(Saved data entries)

====

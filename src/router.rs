//! Route registry.
//!
//! Routes are kept in registration order in one flat list. Build the router
//! once at startup; once it is handed to [`Server::start`](crate::Server::start)
//! it sits behind an `Arc` and can no longer change.

use std::fmt;
use std::sync::Arc;

use tracing::debug;

use crate::error::{Error, RoutingError};
use crate::handler::{BoxedHandler, Handler};
use crate::matcher::{self, Match, Pattern};
use crate::method::Method;
use crate::route::{ParamKind, PatternKind, Route};

/// A registered route: methods, compiled pattern, handler and parameters.
pub struct RouteEntry {
    methods: Vec<Method>,
    pub(crate) pattern: Pattern,
    pub(crate) handler: BoxedHandler,
    pub(crate) params: Vec<(Arc<str>, ParamKind)>,
}

impl RouteEntry {
    pub fn methods(&self) -> &[Method] { &self.methods }
    pub fn kind(&self) -> PatternKind { self.pattern.kind() }
    pub fn pattern(&self) -> &str { self.pattern.source() }

    /// Declared parameter names, in order.
    pub fn params(&self) -> impl Iterator<Item = &str> {
        self.params.iter().map(|(name, _)| &**name)
    }

    pub(crate) fn accepts(&self, method: Method) -> bool {
        self.methods.contains(&method)
    }
}

impl fmt::Debug for RouteEntry {
    fn fmt(&self, f: &mut fmt::Formatter<'_>) -> fmt::Result {
        f.debug_struct("RouteEntry")
            .field("methods", &self.methods)
            .field("pattern", &self.pattern)
            .field("params", &self.params().collect::<Vec<_>>())
            .finish_non_exhaustive()
    }
}

/// A group of routes declared together, usually by one handler object.
///
/// ```rust
/// use std::sync::Arc;
/// use tsuji::{Args, Error, Json, Route, Router, RouteSet};
///
/// struct Greeter { greeting: String }
///
/// impl RouteSet for Greeter {
///     fn register(self, router: Router) -> Result<Router, Error> {
///         let me = Arc::new(self);
///         router.route(Route::template("/hello/{name}").param("name"), move |args: Args| {
///             let me = Arc::clone(&me);
///             async move {
///                 let name = args.var("name").unwrap_or_default().to_owned();
///                 Json(format!("{} {name}", me.greeting))
///             }
///         })
///     }
/// }
/// ```
pub trait RouteSet {
    fn register(self, router: Router) -> Result<Router, Error>;
}

/// The application router.
///
/// Each [`Router::route`] call returns the router so registrations chain
/// with `?`.
#[derive(Default)]
pub struct Router {
    entries: Vec<RouteEntry>,
}

impl Router {
    pub fn new() -> Self {
        Self::default()
    }

    /// Registers a handler for a route declaration.
    ///
    /// Fails when the pattern does not compile, or when an exact path is
    /// registered twice for the same method.
    ///
    /// ```rust
    /// # use tsuji::{Args, Json, Route, Router};
    /// # async fn get_user(_: Args) -> Json<()> { Json(()) }
    /// # async fn create_user(_: Args) -> Json<()> { Json(()) }
    /// # fn main() -> Result<(), tsuji::Error> {
    /// Router::new()
    ///     .route(Route::template("/users/{id}").param("id"), get_user)?
    ///     .route(Route::post("/users").param("body"),         create_user)?;
    /// # Ok(()) }
    /// ```
    pub fn route(mut self, route: Route, handler: impl Handler) -> Result<Self, Error> {
        let methods = route.effective_methods();
        let pattern = Pattern::compile(route.kind, &route.pattern)?;

        if pattern.kind() == PatternKind::Exact {
            let taken = self.entries.iter().find(|e| {
                e.kind() == PatternKind::Exact
                    && e.pattern() == pattern.source()
                    && methods.iter().any(|m| e.accepts(*m))
            });
            if let Some(existing) = taken {
                let method = methods.iter().copied().find(|m| existing.accepts(*m)).unwrap_or(Method::Get);
                return Err(Error::DuplicateRoute { method, path: route.pattern });
            }
        }

        let params = route
            .params
            .iter()
            .map(|name| (Arc::from(name.as_str()), ParamKind::of(name)))
            .collect();

        debug!(
            methods = ?methods,
            kind = ?pattern.kind(),
            pattern = %pattern.source(),
            "route registered"
        );

        self.entries.push(RouteEntry {
            methods,
            pattern,
            handler: handler.into_boxed_handler(),
            params,
        });
        Ok(self)
    }

    /// Registers every route a handler object declares.
    pub fn add_handler(self, set: impl RouteSet) -> Result<Self, Error> {
        set.register(self)
    }

    /// Every registered route, in registration order.
    pub fn entries(&self) -> &[RouteEntry] {
        &self.entries
    }

    /// Finds the route answering `method` + `path`.
    pub fn resolve(&self, method: Method, path: &str) -> Result<Match<'_>, RoutingError> {
        matcher::resolve(&self.entries, method, path)
    }

    /// The routing outcome for a request whose verb no route can accept.
    pub(crate) fn unrouted(&self, path: &str) -> RoutingError {
        matcher::unrouted(&self.entries, path)
    }
}

impl fmt::Debug for Router {
    fn fmt(&self, f: &mut fmt::Formatter<'_>) -> fmt::Result {
        f.debug_list().entries(&self.entries).finish()
    }
}

#[cfg(test)]
mod tests {
    use super::*;
    use crate::binder::Args;

    async fn noop(_: Args) {}

    fn matched(router: &Router, method: Method, path: &str) -> Option<String> {
        router.resolve(method, path).ok().map(|m| m.entry.pattern().to_owned())
    }

    #[test]
    fn exact_wins_regardless_of_registration_order() {
        let router = Router::new()
            .route(Route::regex("/items/.*"), noop).unwrap()
            .route(Route::template("/items/{id}"), noop).unwrap()
            .route(Route::exact("/items/special"), noop).unwrap();

        assert_eq!(matched(&router, Method::Get, "/items/special").as_deref(), Some("/items/special"));
        assert_eq!(matched(&router, Method::Get, "/items/7").as_deref(), Some("/items/{id}"));
        assert_eq!(matched(&router, Method::Get, "/items/7/x").as_deref(), Some("/items/.*"));
    }

    #[test]
    fn first_registered_wins_within_a_kind() {
        let router = Router::new()
            .route(Route::template("/a/{x}"), noop).unwrap()
            .route(Route::template("/a/{y}"), noop).unwrap()
            .route(Route::regex("/b/.*"), noop).unwrap()
            .route(Route::regex("/b/(.*)"), noop).unwrap();

        let m = router.resolve(Method::Get, "/a/1").unwrap();
        assert_eq!(m.entry.pattern(), "/a/{x}");
        assert_eq!(m.variables.get("x").map(String::as_str), Some("1"));
        assert_eq!(matched(&router, Method::Get, "/b/1").as_deref(), Some("/b/.*"));
    }

    #[test]
    fn method_filter_and_405() {
        let router = Router::new()
            .route(Route::post("/test-post"), noop).unwrap()
            .route(Route::template("/test-post/{id}").method(Method::Delete), noop).unwrap();

        assert!(router.resolve(Method::Post, "/test-post").is_ok());
        assert_eq!(
            router.resolve(Method::Get, "/test-post").unwrap_err(),
            RoutingError::MethodNotAllowed { allowed: vec![Method::Post] }
        );
        assert_eq!(
            router.resolve(Method::Get, "/nowhere").unwrap_err(),
            RoutingError::NoRouteFound
        );
    }

    #[test]
    fn one_route_many_methods() {
        let router = Router::new()
            .route(Route::exact("/foo").methods([Method::Get, Method::Post]), noop)
            .unwrap();
        assert!(router.resolve(Method::Get, "/foo").is_ok());
        assert!(router.resolve(Method::Post, "/foo").is_ok());
        assert!(router.resolve(Method::Put, "/foo").is_err());
    }

    #[test]
    fn duplicate_exact_route_is_rejected() {
        let err = Router::new()
            .route(Route::get("/dup"), noop).unwrap()
            .route(Route::exact("/dup").methods([Method::Post, Method::Get]), noop)
            .unwrap_err();
        assert!(matches!(err, Error::DuplicateRoute { method: Method::Get, ref path } if path == "/dup"));

        // Same path, different method is fine.
        assert!(Router::new()
            .route(Route::get("/dup"), noop).unwrap()
            .route(Route::post("/dup"), noop)
            .is_ok());
    }

    #[test]
    fn entries_keep_registration_order_and_params() {
        let router = Router::new()
            .route(Route::post("/b").params(["body", "headers"]), noop).unwrap()
            .route(Route::get("/a"), noop).unwrap();

        let patterns: Vec<_> = router.entries().iter().map(RouteEntry::pattern).collect();
        assert_eq!(patterns, ["/b", "/a"]);
        assert_eq!(router.entries()[0].params().collect::<Vec<_>>(), ["body", "headers"]);
    }

    #[test]
    fn add_handler_registers_a_route_set() {
        struct Pair;
        impl RouteSet for Pair {
            fn register(self, router: Router) -> Result<Router, Error> {
                router.route(Route::get("/one"), noop)?.route(Route::get("/two"), noop)
            }
        }

        let router = Router::new().add_handler(Pair).unwrap();
        assert_eq!(router.entries().len(), 2);
    }
}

====

Word for word, restate the lines of the data above that fall between the line holding "Build the router" and the line holding "pub struct RouteEntry", inclusive, and no other lines.

//! Routes are kept in registration order in one flat list. Build the router
//! once at startup; once it is handed to [`Server::start`](crate::Server::start)
//! it sits behind an `Arc` and can no longer change.

use std::fmt;
use std::sync::Arc;

use tracing::debug;

use crate::error::{Error, RoutingError};
use crate::handler::{BoxedHandler, Handler};
use crate::matcher::{self, Match, Pattern};
use crate::method::Method;
use crate::route::{ParamKind, PatternKind, Route};

/// A registered route: methods, compiled pattern, handler and parameters.
pub struct RouteEntry {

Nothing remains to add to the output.